One of ATDC’s biggest roles is that of a connector – connecting its startups with mentors, connecting entrepreneurs with other entrepreneurs to create a sense of community, connecting teams with resources, and connecting startups with major industry players for critical funding and customers.

“If [our startups] need access to talent, access to intellectual property or access maybe to professors, board members or chief science officers,” Bonnett says, “we are actively doing matchmaking there – going into the university, finding the right people, making introductions and trying to make things happen.”

And those connections are critical, says Martin. “Without ATDC, I can tell you that there is no way that we would be where we are today. Literally half of my customers I can trace back to introductions that were made through ATDC.”

Going Deeper

The numbers look great for ATDC. Its companies are attracting record-breaking capital funding. Its programs are near capacity. But it’s not all about the numbers to Bonnett. It’s about their impact.

“What I want to make sure is that we’re having a meaningful impact,” she says. “Can we go deeper? Can we make more introductions? Can we make sure that those introductions are meaningful?”

In her two and a half years serving as general manager, Bonnett and her team have taken a critical eye to the center’s programs and how to best implement them. They have focused on building community at ATDC by hosting programs and events to create a culture for its CEOs.

They’ve also invested in their entrepreneurs in residence, making sure they have the best team mentoring their startups.

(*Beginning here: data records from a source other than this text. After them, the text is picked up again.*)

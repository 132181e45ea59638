//! Service construction and lifecycle wiring.
//!
//! Builds the store, outputs, aggregator and protocol clients from the
//! static configuration and owns the shutdown ordering: protocol clients
//! first (so they stop mutating state), then the Ember+ and TSL outputs,
//! then the broadcast loop and aggregator.

use std::collections::HashMap;
use std::sync::Arc;

use tokio::task::JoinHandle;
use tokio_util::sync::CancellationToken;

use crate::aggregator::Aggregator;
use crate::api::{spawn_broadcast_loop, AppState};
use crate::clients::{
    CasparCgClient, CasparCgConfig, DeviceClient, HyperdeckClient, HyperdeckConfig,
    SharedOscListener, VmixClient, VmixConfig,
};
use crate::ember::EmberProvider;
use crate::error::{ConfigError, SuperdashResult};
use crate::events::event_channel;
use crate::state::{DeviceConfig, DeviceKind, DeviceStore, Settings};
use crate::tsl::TslSender;

/// TSL display index reserved for broadcast; never a device id.
const TSL_BROADCAST_INDEX: u16 = 0xFFFF;

/// Everything a running server needs, with shutdown ordering baked in.
pub struct BootstrappedServices {
    pub store: Arc<DeviceStore>,
    pub settings: Arc<Settings>,
    pub servers: Arc<Vec<DeviceConfig>>,
    pub ember: Arc<EmberProvider>,
    pub tsl: Arc<TslSender>,
    pub app_state: AppState,
    clients: Vec<DeviceClient>,
    aggregator: Aggregator,
    broadcast_cancel: CancellationToken,
    broadcast_task: Option<JoinHandle<()>>,
}

/// Validates the device list against the constraints the runtime relies
/// on.
pub fn validate_servers(servers: &[DeviceConfig]) -> Result<(), ConfigError> {
    let mut seen = std::collections::HashSet::new();
    for server in servers {
        if server.id == TSL_BROADCAST_INDEX {
            return Err(ConfigError::ReservedDeviceId);
        }
        if !seen.insert(server.id) {
            return Err(ConfigError::DuplicateDeviceId(server.id));
        }
        if let Some(framerate) = server.framerate {
            if framerate <= 0.0 {
                return Err(ConfigError::InvalidFramerate {
                    id: server.id,
                    framerate,
                });
            }
        }
    }
    Ok(())
}

/// Builds and starts all services.
///
/// Output bind failures (Ember+, TSL) disable the affected output and the
/// rest of the system continues; only configuration errors are fatal.
pub async fn bootstrap(
    settings: Settings,
    servers: Vec<DeviceConfig>,
) -> SuperdashResult<BootstrappedServices> {
    validate_servers(&servers)?;

    let settings = Arc::new(settings);
    let servers = Arc::new(servers);
    let store = Arc::new(DeviceStore::from_config(&servers, &settings));

    // Outputs first so the first client events already fan out.
    let ember = EmberProvider::new(
        settings.ember_plus_bind_address.clone(),
        settings.ember_plus_port,
    );
    if let Err(e) = ember.start(&store.snapshot()).await {
        log::error!("[Ember+] Provider disabled: {e}");
    }

    let tsl = Arc::new(TslSender::new(
        settings.tsl_umd_screen,
        settings.tsl_umd_destinations.clone(),
    ));
    if let Err(e) = tsl.start().await {
        log::error!("[TSL] Sender disabled: {e}");
    }
    // Prime the rotation so the refresh loop covers every device from the
    // start.
    for device in store.snapshot() {
        tsl.update_device(device.id, &device.name, device.state).await;
    }

    let (events, receiver) = event_channel();
    let aggregator = Aggregator::spawn(
        Arc::clone(&store),
        receiver,
        Arc::clone(&ember),
        Arc::clone(&tsl),
    );

    // One shared OSC listener per distinct CasparCG port.
    let mut osc_listeners: HashMap<u16, Arc<SharedOscListener>> = HashMap::new();
    let mut clients = Vec::new();
    for server in servers.iter() {
        let port = server.resolved_port(&settings.default_ports);
        let framerate = server.resolved_framerate(&settings);
        match server.kind {
            DeviceKind::Hyperdeck => {
                clients.push(DeviceClient::Hyperdeck(HyperdeckClient::start(
                    HyperdeckConfig {
                        id: server.id,
                        ip: server.ip.clone(),
                        port,
                    },
                    events.clone(),
                )));
            }
            DeviceKind::Vmix => {
                clients.push(DeviceClient::Vmix(VmixClient::start(
                    VmixConfig::new(server.id, server.ip.clone(), port, framerate),
                    events.clone(),
                )));
            }
            DeviceKind::Casparcg => {
                let ip = match server.ip.parse() {
                    Ok(ip) => ip,
                    Err(e) => {
                        log::error!(
                            "[CasparCG] Device {} has unusable ip {:?}: {e}",
                            server.id,
                            server.ip
                        );
                        continue;
                    }
                };
                let listener = osc_listeners
                    .entry(port)
                    .or_insert_with(|| Arc::new(SharedOscListener::new(port)));
                match CasparCgClient::start(
                    CasparCgConfig::new(server.id, ip, framerate),
                    Arc::clone(listener),
                    events.clone(),
                )
                .await
                {
                    Ok(client) => clients.push(DeviceClient::Casparcg(client)),
                    Err(e) => {
                        log::error!("[CasparCG] Device {} disabled: {e}", server.id);
                    }
                }
            }
        }
    }

    let app_state = AppState::new(
        Arc::clone(&store),
        Arc::clone(&settings),
        Arc::clone(&servers),
        Arc::clone(&ember),
        Arc::clone(&tsl),
    );
    let broadcast_cancel = CancellationToken::new();
    let broadcast_task = spawn_broadcast_loop(app_state.clone(), broadcast_cancel.clone());

    log::info!(
        "[Bootstrap] {} device(s), Ember+ {}, TSL {}",
        servers.len(),
        if ember.is_running() { "running" } else { "disabled" },
        if tsl.is_running() { "running" } else { "disabled" },
    );

    Ok(BootstrappedServices {
        store,
        settings,
        servers,
        ember,
        tsl,
        app_state,
        clients,
        aggregator,
        broadcast_cancel,
        broadcast_task: Some(broadcast_task),
    })
}

impl BootstrappedServices {
    /// Graceful shutdown in dependency order: clients, outputs, broadcast
    /// loop, aggregator.
    pub async fn shutdown(mut self) {
        log::info!("[Bootstrap] Shutting down");
        for client in &self.clients {
            client.stop().await;
        }
        self.ember.stop().await;
        self.tsl.stop().await;
        self.broadcast_cancel.cancel();
        if let Some(task) = self.broadcast_task.take() {
            let _ = task.await;
        }
        self.aggregator.stop().await;
        log::info!("[Bootstrap] Shutdown complete");
    }
}

#[cfg(test)]
mod tests {
    use super::*;

    fn device(id: u16, kind: DeviceKind) -> DeviceConfig {
        DeviceConfig {
            id,
            name: format!("Device {id}"),
            kind,
            ip: "127.0.0.1".to_string(),
            port: Some(0),
            framerate: None,
        }
    }

    #[test]
    fn duplicate_ids_are_rejected() {
        let servers = vec![device(1, DeviceKind::Vmix), device(1, DeviceKind::Hyperdeck)];
        assert!(matches!(
            validate_servers(&servers),
            Err(ConfigError::DuplicateDeviceId(1))
        ));
    }

    #[test]
    fn broadcast_index_is_rejected() {
        let servers = vec![device(0xFFFF, DeviceKind::Vmix)];
        assert!(matches!(
            validate_servers(&servers),
            Err(ConfigError::ReservedDeviceId)
        ));
    }

    #[test]
    fn non_positive_framerate_is_rejected() {
        let mut bad = device(1, DeviceKind::Vmix);
        bad.framerate = Some(0.0);
        assert!(matches!(
            validate_servers(&[bad]),
            Err(ConfigError::InvalidFramerate { id: 1, .. })
        ));
    }

    #[test]
    fn valid_servers_pass() {
        let servers = vec![
            device(1, DeviceKind::Hyperdeck),
            device(2, DeviceKind::Vmix),
            device(3, DeviceKind::Casparcg),
        ];
        assert!(validate_servers(&servers).is_ok());
    }

    #[tokio::test]
    async fn bootstrap_and_shutdown_round_trip() {
        let settings = Settings {
            ember_plus_port: 0,
            update_interval_ms: 50,
            ..Settings::default()
        };
        let servers = vec![
            device(1, DeviceKind::Casparcg),
            device(2, DeviceKind::Vmix),
        ];
        let services = bootstrap(settings, servers).await.unwrap();
        assert_eq!(services.store.len(), 2);
        assert!(services.ember.is_running());
        // Shutdown completes promptly even with clients mid-poll.
        tokio::time::timeout(std::time::Duration::from_secs(5), services.shutdown())
            .await
            .expect("shutdown should not hang");
    }
}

“We’ve been really focused to make sure that we’re upping the caliber of those people, because that’s what really attracts the entrepreneurs into the program,” she says. “They know that they’re going to get coaching from top-notch talent.”

In all, 2016 was a year of implementation, she says, and 2017 was about momentum.

What about 2018?

“It’s more about expanding the current programs and going deeper than growing the programs,” she says.

“It won’t be more companies. It will be bigger companies.”